Problem 50
(難易度 🌟🌟🌟)ハフマン符号
記号とその出現頻度の集合が、fr(S,F) という形の項のリストで与えられているとする。
例:[fr(a,45), fr(b,13), fr(c,12), fr(d,16), fr(e,9), fr(f,5)]。
目的は、hc(S,C) という形の項のリストを構成することである。ここで C は記号 S に対するハフマン符号語を表す。
def orderedInsert {α : Type} [Ord α] (a : α) : List α → List α
| [] => [a]
| b :: l =>
match compare a b with
| .lt => a :: b :: l
| _ => b :: orderedInsert a l
/-- 挿入ソート -/
def insertionSort {α : Type} [Ord α] : List α → List α
| [] => []
| b :: l => orderedInsert b (insertionSort l)
-- これを使ってよい
#check insertionSort
/-- ハフマン木 -/
inductive HuffTree where
| node (left : HuffTree) (right : HuffTree) (weight : Nat)
| leaf (c : Char) (weight : Nat)
deriving Inhabited, Repr
def HuffTree.weight : HuffTree → Nat
| leaf _ w => w
| node _ _ w => w
def HuffTree.compare (s s' : HuffTree) : Ordering :=
let w := s.weight
let w' := s'.weight
Ord.compare w w'
instance : Ord HuffTree where
compare := HuffTree.compare
def HuffTree.sort (trees : List HuffTree) : List HuffTree := insertionSort trees
def String.freq (s : String) (c : Char) := s.data.filter (· == c) |>.length
def String.toLeaves (s : String) : List HuffTree :=
let allChars : List Char := s.data.eraseDups
allChars.map fun c => HuffTree.leaf c (s.freq c)
partial def HuffTree.merge (trees : List HuffTree) : List HuffTree :=
let sorted := HuffTree.sort trees
match sorted with
| [] => []
| [tree] => [tree]
| t1 :: t2 :: rest =>
let t' := HuffTree.node t1 t2 (t1.weight + t2.weight)

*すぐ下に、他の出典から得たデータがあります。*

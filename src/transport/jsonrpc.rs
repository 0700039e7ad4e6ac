//! JSON-RPC 2.0 framing for relay messages.
use super::TransportError;
use serde::{Deserialize, Serialize};
use serde_json::Value;

pub const VERSION: &str = "2.0";
pub const METHOD_NOT_FOUND: i64 = -32601;

#[derive(Debug, Serialize)]
struct OutgoingRequest<'a> {
    jsonrpc: &'static str,
    #[serde(skip_serializing_if = "Option::is_none")]
    id: Option<u64>,
    method: &'a str,
    params: &'a Value,
}

#[derive(Debug, Serialize)]
struct OutgoingError<'a> {
    jsonrpc: &'static str,
    id: &'a Value,
    error: &'a RpcError,
}

#[derive(Debug, Clone, PartialEq, Serialize, Deserialize)]
pub struct RpcError {
    pub code: i64,
    pub message: String,
    #[serde(default, skip_serializing_if = "Option::is_none")]
    pub data: Option<Value>,
}

impl From<RpcError> for TransportError {
    fn from(e: RpcError) -> Self {
        TransportError::Rpc { code: e.code, message: e.message }
    }
}

#[derive(Debug, Deserialize)]
struct RawMessage {
    #[serde(default)]
    id: Option<Value>,
    #[serde(default)]
    method: Option<String>,
    #[serde(default)]
    params: Option<Value>,
    #[serde(default)]
    result: Option<Value>,
    #[serde(default)]
    error: Option<RpcError>,
}

/// A message received from the relay.
#[derive(Debug, Clone, PartialEq)]
pub enum Incoming {
    Response { id: u64, outcome: Result<Value, RpcError> },
    Request { id: Value, method: String, params: Value },
    Notification { method: String, params: Value },
}

pub fn encode_request(id: u64, method: &str, params: &Value) -> Result<String, TransportError> {
    encode(&OutgoingRequest { jsonrpc: VERSION, id: Some(id), method, params })
}

pub fn encode_notification(method: &str, params: &Value) -> Result<String, TransportError> {
    encode(&OutgoingRequest { jsonrpc: VERSION, id: None, method, params })
}

pub fn encode_error(id: &Value, error: &RpcError) -> Result<String, TransportError> {
    encode(&OutgoingError { jsonrpc: VERSION, id, error })
}

fn encode<T: Serialize>(message: &T) -> Result<String, TransportError> {
    serde_json::to_string(message).map_err(|e| TransportError::Decode(e.to_string()))
}

pub fn parse(text: &str) -> Result<Incoming, TransportError> {
    let raw: RawMessage =
        serde_json::from_str(text).map_err(|e| TransportError::Decode(e.to_string()))?;
    let params = raw.params.unwrap_or(Value::Null);
    match (raw.id, raw.method) {
        (Some(id), Some(method)) if !id.is_null() => Ok(Incoming::Request { id, method, params }),
        (_, Some(method)) => Ok(Incoming::Notification { method, params }),
        (Some(id), None) => {
            let id = id
                .as_u64()
                .ok_or_else(|| TransportError::Decode(format!("unexpected response id {}", id)))?;
            let outcome = match raw.error {
                Some(error) => Err(error),
                None => Ok(raw.result.unwrap_or(Value::Null)),
            };
            Ok(Incoming::Response { id, outcome })
        }
        (None, None) => Err(TransportError::Decode("message has neither id nor method".into())),
    }
}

HuffTree.merge (t' :: rest)
abbrev Code := String
def HuffTree.encode (c : Char) : HuffTree → Option Code
| .leaf c' _ => if c = c' then some "" else none
| .node l r _w =>
match l.encode c, r.encode c with
| none, some s => some ("1" ++ s)
| some s, none => some ("0" ++ s)
| _, _ => none
def huffman (input : List (Char × Nat)) : List (Char × Code) :=
let leaves : List HuffTree := input.map (fun (c, w) => HuffTree.leaf c w)
let tree : HuffTree := HuffTree.merge leaves |>.head!
input.map (fun (c, _) => (c, tree.encode c |>.get!))
#guard huffman [('a', 45),('b', 13),('c', 12),('d', 16),('e', 9),('f', 5)] =
[('a', "0"),('b', "101"),('c', "100"),('d', "111"),('e', "1101"),('f', "1100")]
#guard huffman [('B', 7),('C', 6),('A', 3),('D', 1),('E', 1),] =
[('B', "0"), ('C', "11"), ('A', "101"), ('D', "1001"), ('E', "1000")]